Input data>
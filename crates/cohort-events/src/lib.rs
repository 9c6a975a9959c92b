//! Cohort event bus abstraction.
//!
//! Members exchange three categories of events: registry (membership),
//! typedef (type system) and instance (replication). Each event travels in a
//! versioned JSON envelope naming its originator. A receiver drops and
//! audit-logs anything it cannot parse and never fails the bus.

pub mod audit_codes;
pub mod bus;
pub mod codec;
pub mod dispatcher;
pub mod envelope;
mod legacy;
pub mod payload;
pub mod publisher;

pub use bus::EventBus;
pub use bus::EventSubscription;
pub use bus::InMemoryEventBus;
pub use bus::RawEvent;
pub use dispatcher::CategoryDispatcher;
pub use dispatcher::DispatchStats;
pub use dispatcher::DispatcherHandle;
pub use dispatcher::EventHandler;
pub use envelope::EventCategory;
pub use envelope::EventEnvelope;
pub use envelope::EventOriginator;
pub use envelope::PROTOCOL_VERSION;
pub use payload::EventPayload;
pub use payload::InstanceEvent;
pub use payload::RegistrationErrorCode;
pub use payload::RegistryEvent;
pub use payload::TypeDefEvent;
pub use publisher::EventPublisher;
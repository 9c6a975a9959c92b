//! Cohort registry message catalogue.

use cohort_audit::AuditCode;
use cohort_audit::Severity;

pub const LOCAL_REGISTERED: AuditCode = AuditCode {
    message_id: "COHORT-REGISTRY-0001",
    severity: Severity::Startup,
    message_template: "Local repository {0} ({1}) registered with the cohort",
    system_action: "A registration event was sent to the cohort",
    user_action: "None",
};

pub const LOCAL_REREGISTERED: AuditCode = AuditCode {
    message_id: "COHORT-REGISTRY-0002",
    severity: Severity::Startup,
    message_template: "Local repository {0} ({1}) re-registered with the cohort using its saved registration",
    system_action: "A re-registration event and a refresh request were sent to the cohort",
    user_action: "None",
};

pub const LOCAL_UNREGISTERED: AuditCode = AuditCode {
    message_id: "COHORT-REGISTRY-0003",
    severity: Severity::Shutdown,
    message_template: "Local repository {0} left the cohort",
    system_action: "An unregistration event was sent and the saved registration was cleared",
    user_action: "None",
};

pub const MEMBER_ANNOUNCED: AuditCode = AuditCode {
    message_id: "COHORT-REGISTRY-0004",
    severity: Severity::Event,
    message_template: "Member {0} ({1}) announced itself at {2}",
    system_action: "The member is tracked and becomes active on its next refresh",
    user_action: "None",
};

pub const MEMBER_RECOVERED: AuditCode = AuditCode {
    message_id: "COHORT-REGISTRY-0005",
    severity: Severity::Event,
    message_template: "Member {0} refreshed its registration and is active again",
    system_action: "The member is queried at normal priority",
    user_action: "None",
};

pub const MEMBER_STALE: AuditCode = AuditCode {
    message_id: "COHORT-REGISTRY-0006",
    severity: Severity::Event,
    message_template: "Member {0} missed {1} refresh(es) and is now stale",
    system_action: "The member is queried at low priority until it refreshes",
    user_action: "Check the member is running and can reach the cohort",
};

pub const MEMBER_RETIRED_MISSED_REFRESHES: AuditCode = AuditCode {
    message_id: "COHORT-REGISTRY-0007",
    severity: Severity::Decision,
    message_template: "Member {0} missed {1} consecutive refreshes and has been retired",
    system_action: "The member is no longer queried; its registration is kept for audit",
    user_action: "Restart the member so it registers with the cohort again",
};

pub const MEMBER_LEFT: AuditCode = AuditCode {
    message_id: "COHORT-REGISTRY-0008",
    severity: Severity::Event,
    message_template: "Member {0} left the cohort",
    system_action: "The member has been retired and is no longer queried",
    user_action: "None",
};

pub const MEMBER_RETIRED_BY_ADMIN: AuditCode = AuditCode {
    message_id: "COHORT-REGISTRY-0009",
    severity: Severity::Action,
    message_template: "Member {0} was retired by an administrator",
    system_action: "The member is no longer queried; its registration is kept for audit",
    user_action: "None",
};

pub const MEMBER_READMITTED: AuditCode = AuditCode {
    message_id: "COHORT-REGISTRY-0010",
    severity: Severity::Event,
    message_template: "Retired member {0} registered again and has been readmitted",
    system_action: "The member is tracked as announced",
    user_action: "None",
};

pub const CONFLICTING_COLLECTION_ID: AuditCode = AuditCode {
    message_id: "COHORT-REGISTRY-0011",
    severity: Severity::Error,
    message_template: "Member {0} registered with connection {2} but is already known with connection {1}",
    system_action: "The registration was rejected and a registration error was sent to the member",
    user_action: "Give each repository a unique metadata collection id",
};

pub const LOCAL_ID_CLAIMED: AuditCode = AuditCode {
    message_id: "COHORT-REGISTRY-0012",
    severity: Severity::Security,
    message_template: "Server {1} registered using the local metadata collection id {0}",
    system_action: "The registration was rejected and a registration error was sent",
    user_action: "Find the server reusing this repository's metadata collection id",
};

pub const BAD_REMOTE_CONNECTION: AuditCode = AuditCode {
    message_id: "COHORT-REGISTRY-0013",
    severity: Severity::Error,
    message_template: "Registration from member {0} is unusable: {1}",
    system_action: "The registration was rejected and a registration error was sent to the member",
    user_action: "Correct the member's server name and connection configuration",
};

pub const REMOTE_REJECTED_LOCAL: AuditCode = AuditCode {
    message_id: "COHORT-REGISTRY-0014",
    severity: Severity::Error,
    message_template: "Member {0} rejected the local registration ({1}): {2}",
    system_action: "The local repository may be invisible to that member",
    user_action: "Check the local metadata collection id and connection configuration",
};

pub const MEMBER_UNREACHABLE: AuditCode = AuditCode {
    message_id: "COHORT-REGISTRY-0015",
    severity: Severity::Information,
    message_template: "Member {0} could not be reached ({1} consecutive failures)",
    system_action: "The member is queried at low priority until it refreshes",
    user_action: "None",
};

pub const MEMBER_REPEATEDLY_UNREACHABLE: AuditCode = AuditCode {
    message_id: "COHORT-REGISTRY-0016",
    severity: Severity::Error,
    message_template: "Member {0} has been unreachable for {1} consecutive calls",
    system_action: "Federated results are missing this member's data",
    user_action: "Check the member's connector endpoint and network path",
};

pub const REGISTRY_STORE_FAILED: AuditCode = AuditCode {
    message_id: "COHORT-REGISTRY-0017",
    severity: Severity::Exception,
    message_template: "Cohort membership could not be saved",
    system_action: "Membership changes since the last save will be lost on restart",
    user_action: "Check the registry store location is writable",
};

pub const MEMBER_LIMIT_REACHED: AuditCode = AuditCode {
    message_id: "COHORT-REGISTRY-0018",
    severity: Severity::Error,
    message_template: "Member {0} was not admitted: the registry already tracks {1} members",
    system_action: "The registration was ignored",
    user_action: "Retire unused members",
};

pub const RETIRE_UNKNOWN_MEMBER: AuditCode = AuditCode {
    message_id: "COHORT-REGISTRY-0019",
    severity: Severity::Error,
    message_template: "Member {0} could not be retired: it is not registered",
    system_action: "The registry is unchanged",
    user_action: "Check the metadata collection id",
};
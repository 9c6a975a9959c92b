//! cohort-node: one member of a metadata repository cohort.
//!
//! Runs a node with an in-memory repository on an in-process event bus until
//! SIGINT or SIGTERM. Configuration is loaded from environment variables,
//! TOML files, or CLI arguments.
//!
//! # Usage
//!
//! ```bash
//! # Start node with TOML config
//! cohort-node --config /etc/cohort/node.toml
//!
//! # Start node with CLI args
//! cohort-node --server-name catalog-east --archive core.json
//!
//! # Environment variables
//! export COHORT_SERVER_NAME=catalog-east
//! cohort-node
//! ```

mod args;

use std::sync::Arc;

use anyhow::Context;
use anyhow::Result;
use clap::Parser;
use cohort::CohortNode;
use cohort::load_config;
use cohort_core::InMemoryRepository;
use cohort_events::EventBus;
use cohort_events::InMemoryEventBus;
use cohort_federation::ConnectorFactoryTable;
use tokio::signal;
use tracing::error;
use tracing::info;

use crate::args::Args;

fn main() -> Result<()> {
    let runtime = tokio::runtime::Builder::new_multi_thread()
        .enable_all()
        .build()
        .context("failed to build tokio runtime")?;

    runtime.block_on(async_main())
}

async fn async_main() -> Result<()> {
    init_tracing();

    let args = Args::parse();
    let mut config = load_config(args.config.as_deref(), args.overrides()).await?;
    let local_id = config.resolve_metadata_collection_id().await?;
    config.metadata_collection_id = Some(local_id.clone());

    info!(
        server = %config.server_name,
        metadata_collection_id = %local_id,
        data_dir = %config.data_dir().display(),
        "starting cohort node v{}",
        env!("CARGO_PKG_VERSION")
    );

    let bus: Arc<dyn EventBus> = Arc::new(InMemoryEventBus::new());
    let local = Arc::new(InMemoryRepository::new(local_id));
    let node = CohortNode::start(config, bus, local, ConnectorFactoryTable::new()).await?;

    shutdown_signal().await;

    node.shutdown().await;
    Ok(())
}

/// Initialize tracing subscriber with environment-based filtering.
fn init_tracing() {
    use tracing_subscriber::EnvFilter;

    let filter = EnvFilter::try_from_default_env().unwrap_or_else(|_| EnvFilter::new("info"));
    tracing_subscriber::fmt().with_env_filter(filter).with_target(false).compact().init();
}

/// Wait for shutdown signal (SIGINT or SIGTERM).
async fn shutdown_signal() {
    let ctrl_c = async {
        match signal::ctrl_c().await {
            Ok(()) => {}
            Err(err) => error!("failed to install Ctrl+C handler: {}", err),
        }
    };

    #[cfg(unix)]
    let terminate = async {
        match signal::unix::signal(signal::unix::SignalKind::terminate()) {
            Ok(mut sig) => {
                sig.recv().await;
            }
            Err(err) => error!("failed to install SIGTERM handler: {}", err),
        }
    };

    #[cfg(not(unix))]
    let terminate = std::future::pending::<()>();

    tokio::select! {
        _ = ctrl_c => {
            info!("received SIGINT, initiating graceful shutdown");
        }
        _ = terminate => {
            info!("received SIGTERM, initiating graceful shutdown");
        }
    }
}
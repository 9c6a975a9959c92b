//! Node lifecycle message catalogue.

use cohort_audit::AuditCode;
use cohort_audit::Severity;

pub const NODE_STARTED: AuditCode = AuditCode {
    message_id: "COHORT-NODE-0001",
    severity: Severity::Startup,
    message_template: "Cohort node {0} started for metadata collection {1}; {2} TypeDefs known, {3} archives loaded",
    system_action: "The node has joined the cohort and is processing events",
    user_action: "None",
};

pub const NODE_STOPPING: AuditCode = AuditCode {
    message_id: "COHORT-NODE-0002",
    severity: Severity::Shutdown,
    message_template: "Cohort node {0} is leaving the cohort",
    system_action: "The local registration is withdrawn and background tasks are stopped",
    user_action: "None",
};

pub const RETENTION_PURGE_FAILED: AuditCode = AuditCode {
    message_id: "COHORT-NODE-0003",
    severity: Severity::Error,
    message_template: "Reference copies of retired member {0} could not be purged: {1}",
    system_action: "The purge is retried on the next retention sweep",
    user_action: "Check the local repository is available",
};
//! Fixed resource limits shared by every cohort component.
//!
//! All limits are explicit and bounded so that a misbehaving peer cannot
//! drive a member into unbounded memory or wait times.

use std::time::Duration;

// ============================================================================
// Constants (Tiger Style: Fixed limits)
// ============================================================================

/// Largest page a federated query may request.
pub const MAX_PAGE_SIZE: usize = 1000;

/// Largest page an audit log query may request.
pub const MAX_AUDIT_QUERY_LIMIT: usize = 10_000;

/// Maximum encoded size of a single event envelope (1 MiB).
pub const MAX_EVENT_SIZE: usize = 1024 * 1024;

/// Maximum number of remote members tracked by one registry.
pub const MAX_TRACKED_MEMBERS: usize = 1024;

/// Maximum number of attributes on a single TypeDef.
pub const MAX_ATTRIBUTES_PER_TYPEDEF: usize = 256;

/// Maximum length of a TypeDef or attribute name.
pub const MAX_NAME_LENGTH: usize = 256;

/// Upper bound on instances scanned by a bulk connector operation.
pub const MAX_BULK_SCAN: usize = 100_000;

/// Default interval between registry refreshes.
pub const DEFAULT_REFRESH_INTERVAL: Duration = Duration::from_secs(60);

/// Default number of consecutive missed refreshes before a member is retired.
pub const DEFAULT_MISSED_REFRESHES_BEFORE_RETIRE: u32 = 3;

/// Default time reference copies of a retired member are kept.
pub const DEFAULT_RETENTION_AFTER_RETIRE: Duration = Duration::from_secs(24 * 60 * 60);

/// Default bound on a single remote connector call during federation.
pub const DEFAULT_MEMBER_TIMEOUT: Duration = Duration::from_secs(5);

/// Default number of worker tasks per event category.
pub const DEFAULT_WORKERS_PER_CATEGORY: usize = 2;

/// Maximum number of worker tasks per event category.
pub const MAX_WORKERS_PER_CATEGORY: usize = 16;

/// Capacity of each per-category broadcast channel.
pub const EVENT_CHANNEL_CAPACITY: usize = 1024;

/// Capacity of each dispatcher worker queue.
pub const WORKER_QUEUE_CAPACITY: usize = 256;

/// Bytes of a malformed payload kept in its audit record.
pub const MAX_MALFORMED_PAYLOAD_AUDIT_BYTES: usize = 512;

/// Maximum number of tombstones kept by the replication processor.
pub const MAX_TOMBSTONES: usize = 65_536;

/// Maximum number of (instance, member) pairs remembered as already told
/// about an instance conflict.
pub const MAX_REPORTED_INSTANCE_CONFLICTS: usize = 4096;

About this task>
Each line above where the word "that" occurs should be returned in full.

Solution for this problem>
    system_action: "The local repository may be invisible to that member",
//! All limits are explicit and bounded so that a misbehaving peer cannot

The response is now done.